Better Protecting Marine Fauna

Another study, “A Novel Approach to Estimate the Distribution, Density and At-Sea Risks of a Centrally-Placed Mobile Marine Vertebrate,” used AIS data—in concert with animal tracking efforts—to identify areas most suitable for protected status with regards to safeguarding a specific species. In this case, the Gabonese leatherback turtle’s habitat and migration patterns were studied to “identify key at-sea areas in which protection for inter-nesting leatherback turtles could be considered within the coastal zone of Gabonese Exclusive Economic Zone (EEZ).”

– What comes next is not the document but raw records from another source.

// ABOUTME: Heart-rate REST route handlers for simulation, recording, history, and anomaly scans
// ABOUTME: Thin handlers that validate input and delegate to the database managers and services
//
// SPDX-License-Identifier: MIT OR Apache-2.0
// Copyright (c) 2025 Pierre Fitness Intelligence

//! Heart-rate routes
//!
//! Readings and anomalies are scoped by the `user_id` path segment.

use crate::{
    errors::{AppError, AppResult},
    logging::AppLogger,
    server::ServerResources,
    services::{session_start_ending_now, simulate_with_seed},
};
use axum::{
    extract::{Path, Query, State},
    http::StatusCode,
    response::{IntoResponse, Response},
    routing::{get, post},
    Json, Router,
};
use chrono::Utc;
use pulse_core::constants::heart_rate::{MAX_RECORDABLE_BPM, MIN_RECORDABLE_BPM};
use pulse_core::models::{ActivityLevel, HeartRateReading};
use serde::{Deserialize, Serialize};
use std::sync::Arc;
use tokio::task;

const DEFAULT_SESSION_SECONDS: u32 = 3600;

/// Body of a recorded reading
#[derive(Debug, Deserialize)]
pub struct RecordReadingRequest {
    /// Beats per minute
    pub bpm: i32,
    /// Activity at the time of the reading
    #[serde(default)]
    pub activity: Option<ActivityLevel>,
}

#[derive(Debug, Deserialize)]
struct SimulateQuery {
    #[serde(default)]
    seed: Option<u64>,
}

#[derive(Debug, Deserialize)]
struct HistoryQuery {
    #[serde(default)]
    limit: Option<u32>,
}

#[derive(Debug, Deserialize)]
struct BackfillQuery {
    #[serde(default)]
    duration_seconds: Option<u32>,
    #[serde(default)]
    seed: Option<u64>,
}

/// Simulated session returned by the simulate endpoint
#[derive(Debug, Serialize, Deserialize)]
pub struct SimulationResponse {
    /// Number of generated readings
    pub total_readings: usize,
    /// Session length in seconds
    pub duration_seconds: u32,
    /// Generated readings in chronological order
    pub data: Vec<HeartRateReading>,
}

/// Summary of a persisted simulated session
#[derive(Debug, Serialize, Deserialize)]
pub struct BackfillResponse {
    /// Owner of the readings
    pub user_id: String,
    /// Number of readings written
    pub readings_stored: u64,
    /// Session length in seconds
    pub duration_seconds: u32,
}

/// Heart-rate routes
pub struct HeartRateRoutes;

impl HeartRateRoutes {
    /// Create all heart-rate routes
    pub fn routes(resources: Arc<ServerResources>) -> Router {
        Router::new()
            .route(
                "/api/heart-rate/simulate/:duration_seconds",
                get(Self::handle_simulate),
            )
            .route(
                "/api/users/:user_id/heart-rate",
                post(Self::handle_record_reading),
            )
            .route(
                "/api/users/:user_id/heart-rate/history",
                get(Self::handle_history),
            )
            .route(
                "/api/users/:user_id/heart-rate/backfill",
                post(Self::handle_backfill),
            )
            .route(
                "/api/users/:user_id/heart-rate/anomalies",
                get(Self::handle_scan_anomalies),
            )
            .route(
                "/api/users/:user_id/anomalies",
                get(Self::handle_stored_anomalies),
            )
            .with_state(resources)
    }

    /// Generate a simulated session without storing it
    async fn handle_simulate(
        State(resources): State<Arc<ServerResources>>,
        Path(duration_seconds): Path<u32>,
        Query(params): Query<SimulateQuery>,
    ) -> Result<Response, AppError> {
        let max = resources.config.heart_rate.max_simulation_seconds;
        validate_duration(duration_seconds, max)?;

        let inject = resources.config.heart_rate.inject_anomalies;
        let start = Utc::now();
        let data = task::spawn_blocking(move || {
            simulate_with_seed(duration_seconds, inject, params.seed, start)
        })
        .await
        .map_err(|e| AppError::internal(format!("Simulation task failed: {e}")))?;

        let response = SimulationResponse {
            total_readings: data.len(),
            duration_seconds,
            data,
        };
        Ok((StatusCode::OK, Json(response)).into_response())
    }

    /// Store one reading timestamped now
    async fn handle_record_reading(
        State(resources): State<Arc<ServerResources>>,
        Path(user_id): Path<String>,
        Json(request): Json<RecordReadingRequest>,
    ) -> Result<Response, AppError> {
        validate_user_id(&user_id)?;
        if !(MIN_RECORDABLE_BPM..=MAX_RECORDABLE_BPM).contains(&request.bpm) {
            let reason = format!(
                "bpm {} outside recordable range {MIN_RECORDABLE_BPM}..={MAX_RECORDABLE_BPM}",
                request.bpm
            );
            AppLogger::log_rejected_input(&user_id, &reason);
            return Err(AppError::out_of_range(reason).with_user_id(&user_id));
        }

        let mut reading = HeartRateReading::new(request.bpm, Utc::now());
        reading.activity = request.activity;

        let stored = resources
            .database
            .heart_rate()
            .record_reading(&user_id, &reading)
            .await?;

        Ok((StatusCode::CREATED, Json(stored)).into_response())
    }

    /// Most recent readings, newest first
    async fn handle_history(
        State(resources): State<Arc<ServerResources>>,
        Path(user_id): Path<String>,
        Query(params): Query<HistoryQuery>,
    ) -> Result<Response, AppError> {
        validate_user_id(&user_id)?;
        let config = &resources.config.heart_rate;
        let limit = params.limit.unwrap_or(config.history_limit);
        if limit == 0 {
            return Err(AppError::invalid_input("limit must be at least 1"));
        }
        let limit = limit.min(config.anomaly_scan_limit);

        let readings = resources
            .database
            .heart_rate()
            .recent_readings(&user_id, limit)
            .await?;

        Ok((StatusCode::OK, Json(readings)).into_response())
    }

    /// Generate a session ending now and store it for the user
    async fn handle_backfill(
        State(resources): State<Arc<ServerResources>>,
        Path(user_id): Path<String>,
        Query(params): Query<BackfillQuery>,
    ) -> Result<Response, AppError> {
        validate_user_id(&user_id)?;
        let config = &resources.config.heart_rate;
        let duration_seconds = params.duration_seconds.unwrap_or(DEFAULT_SESSION_SECONDS);
        validate_duration(duration_seconds, config.max_simulation_seconds)?;

        let inject = config.inject_anomalies;
        let seed = params.seed;
        let readings = task::spawn_blocking(move || {
            simulate_with_seed(
                duration_seconds,
                inject,
                seed,
                session_start_ending_now(duration_seconds),
            )
        })
        .await
        .map_err(|e| AppError::internal(format!("Simulation task failed: {e}")))?;

        let readings_stored = resources
            .database
            .heart_rate()
            .record_readings(&user_id, &readings)
            .await?;

        let response = BackfillResponse {
            user_id,
            readings_stored,
            duration_seconds,
        };
        Ok((StatusCode::CREATED, Json(response)).into_response())
    }

    /// Scan recent history for anomalies and store new detections
    async fn handle_scan_anomalies(
        State(resources): State<Arc<ServerResources>>,
        Path(user_id): Path<String>,
    ) -> Result<Response, AppError> {
        validate_user_id(&user_id)?;
        let result = resources.anomaly_scan.scan_user(&user_id).await?;
        Ok((StatusCode::OK, Json(result)).into_response())
    }

    /// Previously stored anomalies, newest first
    async fn handle_stored_anomalies(
        State(resources): State<Arc<ServerResources>>,
        Path(user_id): Path<String>,
        Query(params): Query<HistoryQuery>,
    ) -> Result<Response, AppError> {
        validate_user_id(&user_id)?;
        let limit = params
            .limit
            .unwrap_or(resources.config.heart_rate.history_limit)
            .max(1);

        let anomalies = resources
            .database
            .anomalies()
            .list_for_user(&user_id, limit)
            .await?;

        Ok((StatusCode::OK, Json(anomalies)).into_response())
    }
}

fn validate_duration(duration_seconds: u32, max: u32) -> AppResult<()> {
    if duration_seconds == 0 || duration_seconds > max {
        return Err(AppError::out_of_range(format!(
            "duration_seconds must be between 1 and {max}, got {duration_seconds}"
        )));
    }
    Ok(())
}

fn validate_user_id(user_id: &str) -> AppResult<()> {
    if user_id.trim().is_empty() {
        return Err(AppError::invalid_input("user_id must not be empty"));
    }
    Ok(())
}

Led by the Exeter research fellow Stephen K. Pikesley, the project explored the inherent difficulties of preserving the habitat of species that are at home in both coastal areas and the open ocean:

“Formulating management strategies for mobile marine species is challenging, as knowledge is required of distribution, density, and overlap with putative threats. As a step towards assimilating knowledge, ecological niche models may identify likely suitable habitats for species, but lack the ability to enumerate species densities. Traditionally, this has been catered for by sightings-based distance sampling methods that may have practical and logistical limitations … We contextualise modelled patterns of distribution with putative threat layers of boat traffic, including fishing vessels and large ship movements, using Vessel Monitoring System (VMS) and Automatic Identification System (AIS) data.”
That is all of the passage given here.